** Instructions to follow **
Quote the material below exactly as written, from the first line to the line that holds "#[derive(Clone)]", endpoints included.

** Data for review **
= = = =
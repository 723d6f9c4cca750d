//! Staff sessions.
//!
//! A session is an opaque bearer token mapped to a user id with an absolute
//! expiry. Tokens are 256 random bits, base64url encoded without padding.

use crate::error::{AuthError, Result};
use base64::Engine;
use chrono::{DateTime, Utc};
use helpdesk_core::UserId;
use helpdesk_core::environment::{Clock, SystemClock};
use rand::RngCore;
use serde::Serialize;
use std::collections::HashMap;
use std::future::Future;
use std::sync::{Arc, Mutex};

/// A live staff session.
#[derive(Debug, Clone, PartialEq, Eq, Serialize)]
pub struct Session {
    /// Bearer token.
    pub token: String,
    /// Owner.
    pub user_id: UserId,
    /// Issue time.
    pub created_at: DateTime<Utc>,
    /// The token is rejected from this instant on.
    pub expires_at: DateTime<Utc>,
}

/// Generate a fresh session token.
#[must_use]
pub fn generate_token() -> String {
    let mut random_bytes = [0u8; 32];
    rand::thread_rng().fill_bytes(&mut random_bytes);
    base64::engine::general_purpose::URL_SAFE_NO_PAD.encode(random_bytes)
}

/// Session storage.
pub trait SessionStore: Send + Sync {
    /// Store a new session, dropping any that have expired.
    ///
    /// # Errors
    ///
    /// Returns [`AuthError::InternalError`] if the token already exists.
    fn create_session(&self, session: &Session) -> impl Future<Output = Result<()>> + Send;

    /// Look a session up by token.
    ///
    /// Expired sessions are removed on lookup.
    ///
    /// # Errors
    ///
    /// - [`AuthError::SessionNotFound`] for an unknown token
    /// - [`AuthError::SessionExpired`] once `expires_at` has passed
    fn get_session(&self, token: &str) -> impl Future<Output = Result<Session>> + Send;

    /// Revoke a session. Unknown tokens are ignored.
    ///
    /// # Errors
    ///
    /// Returns an error if the backing store fails.
    fn delete_session(&self, token: &str) -> impl Future<Output = Result<()>> + Send;
}

/// Process-local [`SessionStore`].
///
/// Sessions do not survive a restart.
#[derive(Clone)]
pub struct InMemorySessionStore {
    sessions: Arc<Mutex<HashMap<String, Session>>>,
    clock: Arc<dyn Clock>,
}

impl InMemorySessionStore {
    /// Create a store that checks expiry against `clock`.
    #[must_use]
    pub fn new(clock: Arc<dyn Clock>) -> Self {
        Self {
            sessions: Arc::new(Mutex::new(HashMap::new())),
            clock,
        }
    }

    /// Number of stored sessions, expired ones included.
    ///
    /// # Errors
    ///
    /// Returns error if lock is poisoned.
    pub fn session_count(&self) -> Result<usize> {
        Ok(self
            .sessions
            .lock()
            .map_err(|_| AuthError::InternalError("Mutex lock failed".to_string()))?
            .len())
    }
}

impl Default for InMemorySessionStore {
    fn default() -> Self {
        Self::new(Arc::new(SystemClock))
    }
}

impl std::fmt::Debug for InMemorySessionStore {
    fn fmt(&self, f: &mut std::fmt::Formatter<'_>) -> std::fmt::Result {
        f.debug_struct("InMemorySessionStore").finish_non_exhaustive()
    }
}

impl SessionStore for InMemorySessionStore {
    fn create_session(&self, session: &Session) -> impl Future<Output = Result<()>> + Send {
        let sessions = Arc::clone(&self.sessions);
        let session = session.clone();
        let now = self.clock.now();

        async move {
            let mut guard = sessions
                .lock()
                .map_err(|_| AuthError::InternalError("Mutex lock failed".to_string()))?;

            guard.retain(|_, existing| existing.expires_at > now);

            if guard.contains_key(&session.token) {
                return Err(AuthError::InternalError("Session token already exists".to_string()));
            }

            guard.insert(session.token.clone(), session);
            Ok(())
        }
    }

    fn get_session(&self, token: &str) -> impl Future<Output = Result<Session>> + Send {
        let sessions = Arc::clone(&self.sessions);
        let token = token.to_string();
        let now = self.clock.now();

        async move {
            let mut guard = sessions
                .lock()
                .map_err(|_| AuthError::InternalError("Mutex lock failed".to_string()))?;

            let session = guard.get(&token).cloned().ok_or(AuthError::SessionNotFound)?;

            if session.expires_at <= now {
                guard.remove(&token);
                return Err(AuthError::SessionExpired);
            }

            Ok(session)
        }
    }

    fn delete_session(&self, token: &str) -> impl Future<Output = Result<()>> + Send {
        let sessions = Arc::clone(&self.sessions);
        let token = token.to_string();

        async move {
            sessions
                .lock()
                .map_err(|_| AuthError::InternalError("Mutex lock failed".to_string()))?
                .remove(&token);
            Ok(())
        }
    }
}
//! Chat and system-log messages bound to one ticket.

use crate::ticket::Protocol;
use chrono::{DateTime, Utc};
use serde::{Deserialize, Serialize};

/// Author label of server-generated events (joins and leaves).
pub const SYSTEM_AUTHOR: &str = "System";

/// What produced a message.
#[derive(Debug, Clone, Copy, PartialEq, Eq, Hash, Serialize, Deserialize)]
#[serde(rename_all = "snake_case")]
pub enum MessageKind {
    /// An ordinary chat turn from a room member.
    Chat,
    /// An internal note left by staff.
    Comment,
    /// A join or leave event.
    Event,
    /// A record of a status transition.
    StatusChange,
}

impl MessageKind {
    /// Stable storage name.
    #[must_use]
    pub const fn as_str(&self) -> &'static str {
        match self {
            Self::Chat => "chat",
            Self::Comment => "comment",
            Self::Event => "event",
            Self::StatusChange => "status_change",
        }
    }

    /// Parse the storage name. Unknown names are rejected.
    #[must_use]
    pub fn parse(value: &str) -> Option<Self> {
        match value {
            "chat" => Some(Self::Chat),
            "comment" => Some(Self::Comment),
            "event" => Some(Self::Event),
            "status_change" => Some(Self::StatusChange),
            _ => None,
        }
    }

    /// Everything but an ordinary chat turn is server generated.
    #[must_use]
    pub const fn is_system(&self) -> bool {
        !matches!(self, Self::Chat)
    }
}

/// A persisted message.
#[derive(Debug, Clone, PartialEq, Eq, Serialize, Deserialize)]
pub struct Message {
    /// Insertion sequence number.
    pub id: i64,
    /// Parent ticket.
    pub ticket_protocol: Protocol,
    /// Free-text author label.
    pub author: String,
    /// Message body.
    pub content: String,
    /// Server timestamp, non-decreasing per ticket.
    pub sent_at: DateTime<Utc>,
    /// Origin of the message.
    pub kind: MessageKind,
}

impl Message {
    /// See [`MessageKind::is_system`].
    #[must_use]
    pub const fn is_system(&self) -> bool {
        self.kind.is_system()
    }
}

/// A message about to be appended.
///
/// `sent_at` is the caller's clock reading; the store may move it forward so
/// that timestamps never decrease within a ticket.
#[derive(Debug, Clone, PartialEq, Eq)]
pub struct NewMessage {
    /// Parent ticket.
    pub ticket_protocol: Protocol,
    /// Free-text author label.
    pub author: String,
    /// Message body.
    pub content: String,
    /// Proposed timestamp.
    pub sent_at: DateTime<Utc>,
    /// Origin of the message.
    pub kind: MessageKind,
}

impl NewMessage {
    /// A join/leave event authored by [`SYSTEM_AUTHOR`].
    #[must_use]
    pub fn event(ticket_protocol: Protocol, content: impl Into<String>, sent_at: DateTime<Utc>) -> Self {
        Self {
            ticket_protocol,
            author: SYSTEM_AUTHOR.to_string(),
            content: content.into(),
            sent_at,
            kind: MessageKind::Event,
        }
    }

    /// Attach id and final timestamp assigned by the store.
    #[must_use]
    pub fn persisted(self, id: i64, sent_at: DateTime<Utc>) -> Message {
        Message {
            id,
            ticket_protocol: self.ticket_protocol,
            author: self.author,
            content: self.content,
            sent_at,
            kind: self.kind,
        }
    }
}
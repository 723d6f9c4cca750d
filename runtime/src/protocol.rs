//! Protocol generation.
//!
//! Protocols are `TICKET-` followed by the creation time as `%Y%m%d%H%M%S`,
//! rendered at a fixed UTC offset. Within one process the generator never
//! issues the same second twice: each call yields
//! `max(now, last_issued + 1s)`. A restarted process resumes after the
//! newest stored protocol via [`ProtocolGenerator::resume_after`]. Across
//! processes the store's unique constraint reports a conflict and the caller
//! asks for another protocol.

use chrono::{DateTime, FixedOffset, NaiveDateTime, Offset, Utc};
use helpdesk_core::environment::Clock;
use helpdesk_core::ticket::PROTOCOL_PREFIX;
use helpdesk_core::Protocol;
use std::sync::Arc;
use std::sync::atomic::{AtomicI64, Ordering};

const PROTOCOL_TIME_FORMAT: &str = "%Y%m%d%H%M%S";

/// Default offset: UTC-03:00.
pub const DEFAULT_UTC_OFFSET_MINUTES: i32 = -180;

/// Issues unique, time-ordered protocols.
pub struct ProtocolGenerator {
    clock: Arc<dyn Clock>,
    offset: FixedOffset,
    last_issued: AtomicI64,
}

impl ProtocolGenerator {
    /// Create a generator rendering timestamps at `utc_offset_minutes`.
    ///
    /// Offsets outside ±24h fall back to UTC.
    #[must_use]
    pub fn new(clock: Arc<dyn Clock>, utc_offset_minutes: i32) -> Self {
        let offset = utc_offset_minutes
            .checked_mul(60)
            .and_then(FixedOffset::east_opt)
            .unwrap_or_else(|| {
                tracing::warn!(utc_offset_minutes, "Invalid protocol UTC offset, using UTC");
                Utc.fix()
            });

        Self {
            clock,
            offset,
            last_issued: AtomicI64::new(i64::MIN),
        }
    }

    /// The next protocol.
    pub fn next(&self) -> Protocol {
        let now = self.clock.now().timestamp();

        let previous = self
            .last_issued
            .fetch_update(Ordering::SeqCst, Ordering::SeqCst, |last| {
                Some(now.max(last.saturating_add(1)))
            })
            .unwrap_or(now);
        let issued = now.max(previous.saturating_add(1));

        let at = DateTime::from_timestamp(issued, 0).unwrap_or_else(|| self.clock.now());
        Protocol::new(format!(
            "{PROTOCOL_PREFIX}{}",
            at.with_timezone(&self.offset).format(PROTOCOL_TIME_FORMAT)
        ))
    }

    /// Never issue `protocol` or anything before it.
    ///
    /// Protocols that were not rendered by this format are ignored.
    pub fn resume_after(&self, protocol: &Protocol) {
        let Some(issued) = self.timestamp_of(protocol) else {
            tracing::debug!(%protocol, "Not a generated protocol, nothing to resume from");
            return;
        };
        self.last_issued.fetch_max(issued, Ordering::SeqCst);
    }

    fn timestamp_of(&self, protocol: &Protocol) -> Option<i64> {
        let digits = protocol.as_str().strip_prefix(PROTOCOL_PREFIX)?;
        let local = NaiveDateTime::parse_from_str(digits, PROTOCOL_TIME_FORMAT).ok()?;
        local
            .and_local_timezone(self.offset)
            .single()
            .map(|at| at.timestamp())
    }
}

impl std::fmt::Debug for ProtocolGenerator {
    fn fmt(&self, f: &mut std::fmt::Formatter<'_>) -> std::fmt::Result {
        f.debug_struct("ProtocolGenerator")
            .field("offset", &self.offset)
            .field("last_issued", &self.last_issued.load(Ordering::SeqCst))
            .finish_non_exhaustive()
    }
}
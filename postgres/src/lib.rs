//! `PostgreSQL` persistence for the helpdesk.
//!
//! Implements [`TicketStore`](helpdesk_core::store::TicketStore) and
//! [`UserRepository`](helpdesk_core::store::UserRepository) on top of a sqlx
//! [`PgPool`].
//!
//! # Schema
//!
//! The embedded migrations create three tables:
//!
//! - `users`: staff accounts, unique by email
//! - `tickets`: unique by protocol
//! - `messages`: the per-ticket log, read back by `(sent_at, id)`
//!
//! # Example
//!
//! ```no_run
//! use helpdesk_postgres::{PoolSettings, PostgresTicketStore, connect, migrate};
//!
//! # async fn example() -> Result<(), Box<dyn std::error::Error>> {
//! let pool = connect(&PoolSettings::new("postgres://localhost/helpdesk")).await?;
//! migrate(&pool).await?;
//! let store = PostgresTicketStore::new(pool);
//! # Ok(())
//! # }
//! ```

use helpdesk_core::{HelpdeskError, Result};
use sqlx::PgPool;
use sqlx::postgres::PgPoolOptions;
use std::time::Duration;

mod ticket_store;
mod user_repository;

pub use ticket_store::PostgresTicketStore;
pub use user_repository::PostgresUserRepository;

/// Connection pool sizing.
#[derive(Debug, Clone, PartialEq, Eq)]
pub struct PoolSettings {
    /// Connection string.
    pub url: String,
    /// Upper bound on open connections.
    pub max_connections: u32,
    /// Connections kept open while idle.
    pub min_connections: u32,
    /// How long to wait for a connection before failing.
    pub connect_timeout: Duration,
}

impl PoolSettings {
    /// Default sizing for `url`.
    #[must_use]
    pub fn new(url: impl Into<String>) -> Self {
        Self {
            url: url.into(),
            max_connections: 10,
            min_connections: 1,
            connect_timeout: Duration::from_secs(5),
        }
    }
}

/// Open a connection pool.
///
/// # Errors
///
/// Returns [`HelpdeskError::Database`] if the database cannot be reached.
pub async fn connect(settings: &PoolSettings) -> Result<PgPool> {
    let pool = PgPoolOptions::new()
        .max_connections(settings.max_connections)
        .min_connections(settings.min_connections)
        .acquire_timeout(settings.connect_timeout)
        .connect(&settings.url)
        .await
        .map_err(|e| HelpdeskError::Database(format!("Failed to connect: {e}")))?;

    tracing::info!(
        max_connections = settings.max_connections,
        "Connected to PostgreSQL"
    );

    Ok(pool)
}

/// Run the embedded migrations.
///
/// # Errors
///
/// Returns [`HelpdeskError::Database`] if a migration fails.
pub async fn migrate(pool: &PgPool) -> Result<()> {
    sqlx::migrate!("./migrations")
        .run(pool)
        .await
        .map_err(|e| HelpdeskError::Database(format!("Migration failed: {e}")))?;
    Ok(())
}

/// Map a sqlx error, turning unique violations into [`HelpdeskError::Conflict`].
pub(crate) fn map_db_error(context: &str, error: sqlx::Error) -> HelpdeskError {
    match &error {
        sqlx::Error::Database(db) if db.is_unique_violation() => {
            metrics::counter!("helpdesk.store.conflicts").increment(1);
            HelpdeskError::Conflict(format!("{context}: {}", db.message()))
        },
        _ => HelpdeskError::Database(format!("{context}: {error}")),
    }
}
= = = =
** Solution to the problem **
repository 723d6f9c4cca750d
//! Staff sessions.
//!
//! A session is an opaque bearer token mapped to a user id with an absolute
//! expiry. Tokens are 256 random bits, base64url encoded without padding.

use crate::error::{AuthError, Result};
use base64::Engine;
use chrono::{DateTime, Utc};
use helpdesk_core::UserId;
use helpdesk_core::environment::{Clock, SystemClock};
use rand::RngCore;
use serde::Serialize;
use std::collections::HashMap;
use std::future::Future;
use std::sync::{Arc, Mutex};

/// A live staff session.
#[derive(Debug, Clone, PartialEq, Eq, Serialize)]
pub struct Session {
    /// Bearer token.
    pub token: String,
    /// Owner.
    pub user_id: UserId,
    /// Issue time.
    pub created_at: DateTime<Utc>,
    /// The token is rejected from this instant on.
    pub expires_at: DateTime<Utc>,
}

/// Generate a fresh session token.
#[must_use]
pub fn generate_token() -> String {
    let mut random_bytes = [0u8; 32];
    rand::thread_rng().fill_bytes(&mut random_bytes);
    base64::engine::general_purpose::URL_SAFE_NO_PAD.encode(random_bytes)
}

/// Session storage.
pub trait SessionStore: Send + Sync {
    /// Store a new session, dropping any that have expired.
    ///
    /// # Errors
    ///
    /// Returns [`AuthError::InternalError`] if the token already exists.
    fn create_session(&self, session: &Session) -> impl Future<Output = Result<()>> + Send;

    /// Look a session up by token.
    ///
    /// Expired sessions are removed on lookup.
    ///
    /// # Errors
    ///
    /// - [`AuthError::SessionNotFound`] for an unknown token
    /// - [`AuthError::SessionExpired`] once `expires_at` has passed
    fn get_session(&self, token: &str) -> impl Future<Output = Result<Session>> + Send;

    /// Revoke a session. Unknown tokens are ignored.
    ///
    /// # Errors
    ///
    /// Returns an error if the backing store fails.
    fn delete_session(&self, token: &str) -> impl Future<Output = Result<()>> + Send;
}

/// Process-local [`SessionStore`].
///
/// Sessions do not survive a restart.
#[derive(Clone)]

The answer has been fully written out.